- **WHAT IS BEING ASKED**
What lines of the data below hold "crate"? Show them.

[Saved entries]
______

//! Single-writer / multi-reader streaming over the ring.
//!
//! The buffer carries one write cursor and any number of registered read
//! cursors. Writers append at the write cursor and wrap forever; readers
//! trail the writer, each advancing independently, and are corrected forward
//! when the writer laps them so they never re-read overwritten data.
//!
//! Admission control is writer-side only: the blocking `write_*` entry
//! points queue on a lock, the `*_no_wait` twins give up immediately and
//! report zero. The write position is published with a release store after
//! the data lands and read with acquire loads, so availability computations
//! observe completed writes. Readers are not synchronized against the writer
//! beyond that: a plain-view access racing a concurrent write can observe a
//! torn value, exactly like the position-tracking protocol this implements.
//!
//! Reader identities are explicit. Register an id before reading with it;
//! reads on unknown ids return [`RingError::UnknownReader`]. Distinct ids
//! never contend with each other on the data path.

use std::collections::HashMap;
use std::sync::atomic::{AtomicIsize, Ordering};

use bytemuck::Pod;
use parking_lot::Mutex;

use crate::buffer::RingBuffer;
use crate::cursor::CircCursor;
use crate::index::circ_index;
use crate::{Result, RingError};

/// Identity of a registered read cursor.
pub type ReaderId = u32;

/// Streaming state carried by every buffer.
#[derive(Debug, Default)]
pub(crate) struct StreamCore {
    /// Writer admission. Held for the duration of one write call.
    gate: Mutex<()>,
    /// Unbounded write position, in elements from the start of the stream.
    write_pos: AtomicIsize,
    /// Registered read cursors.
    readers: Mutex<HashMap<ReaderId, CircCursor>>,
}

impl StreamCore {
    pub(crate) fn new() -> Self {
        StreamCore {
            gate: Mutex::new(()),
            write_pos: AtomicIsize::new(0),
            readers: Mutex::new(HashMap::new()),
        }
    }

    /// Restarts the stream: the writer returns to position zero and every
    /// registered reader is rewound with it. Registrations survive.
    pub(crate) fn reset(&self) {
        self.write_pos.store(0, Ordering::Release);
        let mut readers = self.readers.lock();
        for cursor in readers.values_mut() {
            *cursor = CircCursor::new(0, -1);
        }
    }
}

/// Pulls `cursor` forward when the writer has lapped it.
///
/// A lapped reader first jumps to exactly one lap behind the writer, then
/// moves up to the writer's physical position, so everything it reads next
/// is live data in stream order. Readers on the writer's lap are left alone.
fn correct_cursor(cursor: &mut CircCursor, write_pos: isize, len: usize) {
    if len == 0 {
        return;
    }
    let wlaps = write_pos / len as isize;
    let rlaps = cursor.laps();
    if wlaps > rlaps {
        cursor.advance_laps(wlaps - rlaps - 1, len);
        let delta = circ_index(write_pos, len) as isize - cursor.phys(len) as isize;
        if delta > 0 {
            cursor.advance(delta, len);
        }
    }
}

impl<T> RingBuffer<T> {
    // ========================================================================
    // Writer cursor
    // ========================================================================

    /// The writer's unbounded position, in elements from stream start.
    #[inline]
    pub fn writer_pos(&self) -> isize {
        self.stream.write_pos.load(Ordering::Acquire)
    }

    /// Completed circulations of the writer.
    #[inline]
    pub fn writer_laps(&self) -> isize {
        let len = self.len();
        if len == 0 {
            0
        } else {
            self.writer_pos() / len as isize
        }
    }

    /// True while some thread holds the writer gate.
    #[inline]
    pub fn is_writing(&self) -> bool {
        self.stream.gate.is_locked()
    }

    /// Moves the write position by `n` elements without touching data.
    ///
    /// Cursor control for the writing thread; not serialized against
    /// in-flight writes.
    pub fn advance_writer(&self, n: isize) {
        self.stream.write_pos.fetch_add(n, Ordering::AcqRel);
    }

    /// Places the write position at `pos` without touching data.
    pub fn set_writer_pos(&self, pos: isize) {
        self.stream.write_pos.store(pos, Ordering::Release);
    }

    #[inline]
    fn capacity_bytes(&self) -> usize {
        self.len() * std::mem::size_of::<T>()
    }

    // ========================================================================
    // Writing
    // ========================================================================

    /// Appends `src` at the write cursor, wrapping at the end.
    ///
    /// Copies whole elements only; trailing bytes shorter than one element
    /// are ignored. A source longer than the buffer wraps and overwrites
    /// its own earlier chunks, leaving the final bytes in stream order.
    /// Blocks while another thread is writing. Returns the bytes copied,
    /// which is 0 for an empty buffer.
    pub fn write_bytes(&self, src: &[u8]) -> usize
    where
        T: Pod,
    {
        if self.capacity_bytes() == 0 || src.is_empty() {
            return 0;
        }
        let _gate = self.stream.gate.lock();
        self.copy_in(src)
    }

    /// Like [`RingBuffer::write_bytes`] but returns 0 immediately when
    /// another thread is writing.
    pub fn write_bytes_no_wait(&self, src: &[u8]) -> usize
    where
        T: Pod,
    {
        if self.capacity_bytes() == 0 || src.is_empty() {
            return 0;
        }
        match self.stream.gate.try_lock() {
            Some(_gate) => self.copy_in(src),
            None => 0,
        }
    }

    /// Appends one plain-data value. Returns the bytes copied.
    pub fn write_value<V: Pod>(&self, value: &V) -> usize
    where
        T: Pod,
    {
        self.write_bytes(bytemuck::bytes_of(value))
    }

    /// Non-blocking twin of [`RingBuffer::write_value`].
    pub fn write_value_no_wait<V: Pod>(&self, value: &V) -> usize
    where
        T: Pod,
    {
        self.write_bytes_no_wait(bytemuck::bytes_of(value))
    }

    /// Appends a slice of plain-data values. Returns the bytes copied.
    pub fn write_slice<V: Pod>(&self, values: &[V]) -> usize
    where
        T: Pod,
    {
        self.write_bytes(bytemuck::cast_slice(values))
    }

    /// Non-blocking twin of [`RingBuffer::write_slice`].
    pub fn write_slice_no_wait<V: Pod>(&self, values: &[V]) -> usize
    where
        T: Pod,
    {
        self.write_bytes_no_wait(bytemuck::cast_slice(values))
    }

    /// Appends a value sequence element by element. Returns the number of
    /// elements written. The gate is held until the sequence ends, so an
    /// unbounded iterator never releases it.
    pub fn write_iter<I>(&self, values: I) -> usize
    where
        I: IntoIterator<Item = T>,
        T: Copy,
    {
        if self.is_empty() {
            return 0;
        }
        let _gate = self.stream.gate.lock();
        self.copy_in_iter(values)
    }

    /// Non-blocking twin of [`RingBuffer::write_iter`].
    pub fn write_iter_no_wait<I>(&self, values: I) -> usize
    where
        I: IntoIterator<Item = T>,
        T: Copy,
    {
        if self.is_empty() {
            return 0;
        }
        match self.stream.gate.try_lock() {
            Some(_gate) => self.copy_in_iter(values),
            None => 0,
        }
    }

    /// Byte copy at the write cursor. Caller holds the gate; the buffer is
    /// known non-empty.
    fn copy_in(&self, src: &[u8]) -> usize
    where
        T: Pod,
    {
        let elem = std::mem::size_of::<T>();
        let len = self.len();
        let usable = src.len() - src.len() % elem;
        let base = self.storage.head_ptr() as *mut u8;
        let mut pos = self.stream.write_pos.load(Ordering::Relaxed);
        let mut written = 0;
        while written < usable {
            let phys = circ_index(pos, len);
            let contig = (len - phys) * elem;
            let take = contig.min(usable - written);
            unsafe {
                std::ptr::copy_nonoverlapping(
                    src.as_ptr().add(written),
                    base.add(phys * elem),
                    take,
                );
            }
            written += take;
            pos = pos.wrapping_add((take / elem) as isize);
        }
        self.stream.write_pos.store(pos, Ordering::Release);
        written
    }

    /// Element-wise copy at the write cursor. Caller holds the gate; the
    /// buffer is known non-empty.
    fn copy_in_iter<I>(&self, values: I) -> usize
    where
        I: IntoIterator<Item = T>,
        T: Copy,
    {
        let len = self.len();
        let mut pos = self.stream.write_pos.load(Ordering::Relaxed);
        let mut count = 0;
        for value in values {
            let phys = circ_index(pos, len);
            unsafe { std::ptr::write(self.storage.slot(phys), value) };
            pos = pos.wrapping_add(1);
            count += 1;
        }
        self.stream.write_pos.store(pos, Ordering::Release);
        count
    }

    // ========================================================================
    // Reader registry
    // ========================================================================

    /// Registers a read cursor under `id`. Returns false if the id is taken.
    ///
    /// A fresh reader starts one circulation behind the writer (clamped to
    /// the stream start), so it first consumes the oldest live element.
    pub fn register_reader(&self, id: ReaderId) -> bool {
        let write_pos = self.writer_pos();
        let len = self.len();
        let mut readers = self.stream.readers.lock();
        if readers.contains_key(&id) {
            return false;
        }
        let mut cursor = CircCursor::new(0, -1);
        correct_cursor(&mut cursor, write_pos, len);
        readers.insert(id, cursor);
        true
    }

    /// Removes the read cursor under `id`. Returns false if it was unknown.
    pub fn unregister_reader(&self, id: ReaderId) -> bool {
        self.stream.readers.lock().remove(&id).is_some()
    }

    /// All registered reader ids, ascending.
    pub fn reader_ids(&self) -> Vec<ReaderId> {
        let readers = self.stream.readers.lock();
        let mut ids: Vec<ReaderId> = readers.keys().copied().collect();
        ids.sort_unstable();
        ids
    }

    /// The reader's unbounded position, in elements from stream start.
    pub fn reader_pos(&self, id: ReaderId) -> Result<isize> {
        let readers = self.stream.readers.lock();
        readers
            .get(&id)
            .map(CircCursor::pos)
            .ok_or(RingError::UnknownReader(id))
    }

    /// Completed circulations of the reader.
    pub fn reader_laps(&self, id: ReaderId) -> Result<isize> {
        let readers = self.stream.readers.lock();
        readers
            .get(&id)
            .map(CircCursor::laps)
            .ok_or(RingError::UnknownReader(id))
    }

    /// Applies lap correction to the reader without consuming anything.
    pub fn catch_up(&self, id: ReaderId) -> Result<()> {
        self.corrected_cursor(id).map(|_| ())
    }

    /// Elements the reader may consume before reaching the writer.
    ///
    /// Lap correction applies first, so the answer never exceeds `len()`.
    pub fn available(&self, id: ReaderId) -> Result<usize> {
        let (cursor, write_pos) = self.corrected_cursor(id)?;
        Ok((write_pos - cursor.pos()).max(0) as usize)
    }

    /// Corrects the reader in the registry and returns a working copy plus
    /// the write position it was corrected against.
    fn corrected_cursor(&self, id: ReaderId) -> Result<(CircCursor, isize)> {
        let write_pos = self.writer_pos();
        let len = self.len();
        let mut readers = self.stream.readers.lock();
        let cursor = readers
            .get_mut(&id)
            .ok_or(RingError::UnknownReader(id))?;
        correct_cursor(cursor, write_pos, len);
        Ok((*cursor, write_pos))
    }

    /// Publishes an advanced cursor back to the registry. A reader
    /// unregistered mid-read simply loses the position.
    fn store_reader(&self, id: ReaderId, cursor: CircCursor) {
        let mut readers = self.stream.readers.lock();
        if let Some(slot) = readers.get_mut(&id) {
            *slot = cursor;
        }
    }

    /// Validates `id` without touching its cursor.
    fn ensure_reader(&self, id: ReaderId) -> Result<()> {
        if self.stream.readers.lock().contains_key(&id) {
            Ok(())
        } else {
            Err(RingError::UnknownReader(id))
        }
    }

    // ========================================================================
    // Reading
    // ========================================================================

    /// Copies up to `out.len()` unconsumed elements to `out`, advancing the
    /// reader. Returns the number of elements copied.
    pub fn read(&self, id: ReaderId, out: &mut [T]) -> Result<usize>
    where
        T: Copy,
    {
        let len = self.len();
        if len == 0 || out.is_empty() {
            self.ensure_reader(id)?;
            return Ok(0);
        }
        let (mut cursor, write_pos) = self.corrected_cursor(id)?;
        let n = ((write_pos - cursor.pos()).max(0) as usize).min(out.len());
        let mut copied = 0;
        while copied < n {
            let phys = cursor.phys(len);
            let contig = (len - phys).min(n - copied);
            unsafe {
                std::ptr::copy_nonoverlapping(
                    self.storage.slot(phys) as *const T,
                    out.as_mut_ptr().add(copied),
                    contig,
                );
            }
            copied += contig;
            cursor.advance(contig as isize, len);
        }
        self.store_reader(id, cursor);
        Ok(n)
    }

    /// Copies unconsumed elements as bytes, whole elements only, advancing
    /// the reader. Returns the bytes copied.
    pub fn read_bytes(&self, id: ReaderId, out: &mut [u8]) -> Result<usize>
    where
        T: Pod,
    {
        let elem = std::mem::size_of::<T>();
        let len = self.len();
        if len == 0 || elem == 0 || out.len() < elem {
            self.ensure_reader(id)?;
            return Ok(0);
        }
        let (mut cursor, write_pos) = self.corrected_cursor(id)?;
        let n = ((write_pos - cursor.pos()).max(0) as usize).min(out.len() / elem);
        let base = self.storage.head_ptr() as *const u8;
        let mut copied = 0;
        while copied < n {
            let phys = cursor.phys(len);
            let contig = (len - phys).min(n - copied);
            unsafe {
                std::ptr::copy_nonoverlapping(
                    base.add(phys * elem),
                    out.as_mut_ptr().add(copied * elem),
                    contig * elem,
                );
            }
            copied += contig;
            cursor.advance(contig as isize, len);
        }
        self.store_reader(id, cursor);
        Ok(n * elem)
    }

    /// Streams every unconsumed element into `dst` through `dst`'s write
    /// cursor, advancing both sides. Returns the elements transferred.
    pub fn read_into(&self, id: ReaderId, dst: &RingBuffer<T>) -> Result<usize>
    where
        T: Copy,
    {
        let len = self.len();
        if len == 0 {
            self.ensure_reader(id)?;
            return Ok(0);
        }
        let (mut cursor, write_pos) = self.corrected_cursor(id)?;
        let avail = (write_pos - cursor.pos()).max(0) as usize;
        if avail == 0 {
            return Ok(0);
        }
        let accepted = dst.write_iter(self.circ_iter(cursor.pos(), -1).take(avail).copied());
        cursor.advance(accepted as isize, len);
        self.store_reader(id, cursor);
        Ok(accepted)
    }
}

______

- **RESPONSE BELOW**
use crate::buffer::RingBuffer;
use crate::cursor::CircCursor;
use crate::index::circ_index;
use crate::{Result, RingError};
pub(crate) struct StreamCore {
    pub(crate) fn new() -> Self {
    pub(crate) fn reset(&self) {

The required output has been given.